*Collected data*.
//! ReportAssembler: folds all configured input sources into one report per
//! polling tick.

use crate::axis::{map_axis, NEUTRAL_RAW};
use crate::config::{InputConfig, InputSource};
use crate::input::{AnalogReader, PinReader, ANALOG_CHANNELS};
use crate::types::{GamepadReport, HatState};

/// Per-tick report assembly over a validated input registry.
///
/// One call to [`assemble`](Self::assemble) is one tick: a single batch
/// read of the analog channels followed by one pass over the registry,
/// each source writing its disjoint part of a fresh [`GamepadReport`].
///
/// # Error Handling
///
/// A failed batch read never aborts the tick. The assembler keeps the last
/// successful batch and substitutes it for the failed one; before the first
/// successful read the cache holds the neutral raw value, so a dead
/// converter degrades to centered axes rather than an incomplete report.
pub struct ReportAssembler<'a> {
    config: InputConfig<'a>,
    /// Last-known-good raw samples, seeded to neutral.
    last_samples: [u8; ANALOG_CHANNELS],
}

impl<'a> ReportAssembler<'a> {
    /// Create an assembler over a validated registry.
    #[must_use]
    pub const fn new(config: InputConfig<'a>) -> Self {
        Self {
            config,
            last_samples: [NEUTRAL_RAW; ANALOG_CHANNELS],
        }
    }

    /// Run one polling tick and return the assembled report.
    pub async fn assemble(
        &mut self,
        pins: &impl PinReader,
        adc: &mut impl AnalogReader,
    ) -> GamepadReport {
        if let Ok(samples) = adc.read_all().await {
            self.last_samples = samples;
        }
        let samples = self.last_samples;

        let mut report = GamepadReport::neutral();
        for source in self.config.sources() {
            match *source {
                InputSource::Digital { action, pin } => {
                    // Pulled up: low means pressed
                    if !pins.read_pin(pin) {
                        report.buttons |= action;
                    }
                }
                InputSource::Dpad { pins: dpad_pins } => {
                    let [up, right, down, left] = dpad_pins.map(|pin| !pins.read_pin(pin));
                    report.hat = HatState::from_pressed(up, right, down, left);
                }
                InputSource::Axis { axis, config } => {
                    report.set_axis(axis, map_axis(samples[config.channel as usize], config));
                }
            }
        }
        report
    }

    /// The registry this assembler reads from.
    #[must_use]
    pub const fn config(&self) -> &InputConfig<'a> {
        &self.config
    }
}

#[cfg(test)]
mod tests {
    extern crate std;

    use super::*;
    use crate::axis::AxisConfig;
    use crate::input::ReadError;
    use crate::types::{AxisId, Buttons};
    use core::future::Future;
    use core::pin::Pin;
    use core::task::{Context, Poll, RawWaker, RawWakerVTable, Waker};
    use std::vec;
    use std::vec::Vec;

    /// The full wiring table used by the firmware: dpad, seven buttons,
    /// four axes with the left stick's Y inverted.
    static SOURCES: [InputSource; 12] = [
        InputSource::Dpad { pins: [18, 19, 17, 16] },
        InputSource::Digital { action: Buttons::SOUTH, pin: 7 },
        InputSource::Digital { action: Buttons::EAST, pin: 8 },
        InputSource::Digital { action: Buttons::NORTH, pin: 5 },
        InputSource::Digital { action: Buttons::WEST, pin: 6 },
        InputSource::Digital { action: Buttons::MODE, pin: 9 },
        InputSource::Digital { action: Buttons::SELECT, pin: 22 },
        InputSource::Digital { action: Buttons::START, pin: 26 },
        InputSource::Axis {
            axis: AxisId::LeftX,
            config: AxisConfig { channel: 2, invert: false },
        },
        InputSource::Axis {
            axis: AxisId::LeftY,
            config: AxisConfig { channel: 3, invert: true },
        },
        InputSource::Axis {
            axis: AxisId::RightX,
            config: AxisConfig { channel: 1, invert: false },
        },
        InputSource::Axis {
            axis: AxisId::RightY,
            config: AxisConfig { channel: 0, invert: false },
        },
    ];

    fn assembler() -> ReportAssembler<'static> {
        ReportAssembler::new(InputConfig::new(&SOURCES).unwrap())
    }

    // Pins listed here read low (pressed); everything else idles high.
    struct MockPins {
        low: Vec<u8>,
    }

    impl MockPins {
        fn idle() -> Self {
            Self { low: Vec::new() }
        }

        fn pressed(low: &[u8]) -> Self {
            Self { low: low.to_vec() }
        }
    }

    impl PinReader for MockPins {
        fn read_pin(&self, pin: u8) -> bool {
            !self.low.contains(&pin)
        }
    }

    // Mock converter returning a scripted sequence of batch results.
    struct MockAdc {
        batches: Vec<Result<[u8; ANALOG_CHANNELS], ReadError>>,
        index: usize,
    }

    impl MockAdc {
        fn new(batches: Vec<Result<[u8; ANALOG_CHANNELS], ReadError>>) -> Self {
            Self { batches, index: 0 }
        }

        fn neutral() -> Self {
            Self::new(vec![Ok([NEUTRAL_RAW; ANALOG_CHANNELS])])
        }
    }

    impl AnalogReader for MockAdc {
        fn read_one(&mut self, channel: u8) -> impl Future<Output = Result<u8, ReadError>> {
            let result = match self.batches.first() {
                Some(Ok(batch)) => Ok(batch[channel as usize]),
                _ => Err(ReadError::Io),
            };
            core::future::ready(result)
        }

        fn read_all(
            &mut self,
        ) -> impl Future<Output = Result<[u8; ANALOG_CHANNELS], ReadError>> {
            // Repeat the last scripted batch once the script runs out
            let i = self.index.min(self.batches.len().saturating_sub(1));
            self.index += 1;
            core::future::ready(self.batches[i])
        }

        fn is_connected(&self) -> bool {
            matches!(self.batches.last(), Some(Ok(_)))
        }
    }

    // Helper to run a future to completion (simple blocking executor)
    fn block_on<F: Future>(mut f: F) -> F::Output {
        fn noop_raw_waker() -> RawWaker {
            fn noop(_: *const ()) {}
            fn clone(_: *const ()) -> RawWaker {
                noop_raw_waker()
            }
            static VTABLE: RawWakerVTable = RawWakerVTable::new(clone, noop, noop, noop);
            RawWaker::new(core::ptr::null(), &VTABLE)
        }

        let waker = unsafe { Waker::from_raw(noop_raw_waker()) };
        let mut cx = Context::from_waker(&waker);

        // SAFETY: We don't move f after pinning
        let mut f = unsafe { Pin::new_unchecked(&mut f) };

        loop {
            match f.as_mut().poll(&mut cx) {
                Poll::Ready(result) => return result,
                Poll::Pending => {
                    panic!("Mock future returned Pending unexpectedly");
                }
            }
        }
    }

    #[test]
    fn test_idle_inputs_produce_neutral_report() {
        let mut asm = assembler();
        let pins = MockPins::idle();
        let mut adc = MockAdc::neutral();

        let report = block_on(asm.assemble(&pins, &mut adc));
        assert!(report.is_neutral());
    }

    #[test]
    fn test_digital_sources_are_independent() {
        let mut asm = assembler();
        // SOUTH on pin 7 and SELECT on pin 22 pressed together
        let pins = MockPins::pressed(&[7, 22]);
        let mut adc = MockAdc::neutral();

        let report = block_on(asm.assemble(&pins, &mut adc));
        assert_eq!(report.buttons, Buttons::SOUTH | Buttons::SELECT);
        assert_eq!(report.hat, HatState::Centered);
    }

    #[test]
    fn test_dpad_resolution_through_pins() {
        let mut asm = assembler();
        // down(17) + left(16) + right(19) pressed: down wins, left before right
        let pins = MockPins::pressed(&[17, 16, 19]);
        let mut adc = MockAdc::neutral();

        let report = block_on(asm.assemble(&pins, &mut adc));
        assert_eq!(report.hat, HatState::DownLeft);
        assert!(report.buttons.is_empty());
    }

    #[test]
    fn test_axes_follow_channel_mapping() {
        let mut asm = assembler();
        let pins = MockPins::idle();
        // channels: 0=ry, 1=rx, 2=lx, 3=ly(inverted)
        let mut adc = MockAdc::new(vec![Ok([0, 255, 200, 0])]);

        let report = block_on(asm.assemble(&pins, &mut adc));
        assert_eq!(report.right_stick.y, -128); // ch0 = 0
        assert_eq!(report.right_stick.x, 127); // ch1 = 255
        assert_eq!(report.left_stick.x, 72); // ch2 = 200 -> 200-128
        assert_eq!(report.left_stick.y, 127); // ch3 = 0, inverted
    }

    #[test]
    fn test_assembly_is_idempotent() {
        let mut asm = assembler();
        let pins = MockPins::pressed(&[18, 16, 9]);
        let mut adc = MockAdc::new(vec![Ok([10, 20, 230, 240]), Ok([10, 20, 230, 240])]);

        let first = block_on(asm.assemble(&pins, &mut adc));
        let second = block_on(asm.assemble(&pins, &mut adc));
        assert_eq!(first, second);
        assert_eq!(first.hat, HatState::UpLeft);
        assert!(first.buttons.contains(Buttons::MODE));
    }

    #[test]
    fn test_read_error_degrades_to_centered_axes() {
        let mut asm = assembler();
        let pins = MockPins::pressed(&[7]);
        let mut adc = MockAdc::new(vec![Err(ReadError::Io)]);

        let report = block_on(asm.assemble(&pins, &mut adc));
        // Axes fall back to the neutral seed (maps to 0), digital part intact
        assert_eq!(report.left_stick, crate::types::AnalogStick::NEUTRAL);
        assert_eq!(report.right_stick, crate::types::AnalogStick::NEUTRAL);
        assert_eq!(report.buttons, Buttons::SOUTH);
    }

    #[test]
    fn test_read_error_keeps_last_good_samples() {
        let mut asm = assembler();
        let pins = MockPins::idle();
        let mut adc = MockAdc::new(vec![Ok([0, 255, 200, 128]), Err(ReadError::Nack)]);

        let good = block_on(asm.assemble(&pins, &mut adc));
        let degraded = block_on(asm.assemble(&pins, &mut adc));
        assert_eq!(good, degraded);
        assert_eq!(degraded.right_stick.x, 127);
    }
}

*YOUR GOAL*. The required output is every line of the entries, starting at the one that contains "let degraded = block_on(asm.assemble(&pins, &mut" and ending at the last, copied exactly.

*EXERCISE RESPONSE*.
        let degraded = block_on(asm.assemble(&pins, &mut adc));
        assert_eq!(good, degraded);
        assert_eq!(degraded.right_stick.x, 127);
    }
}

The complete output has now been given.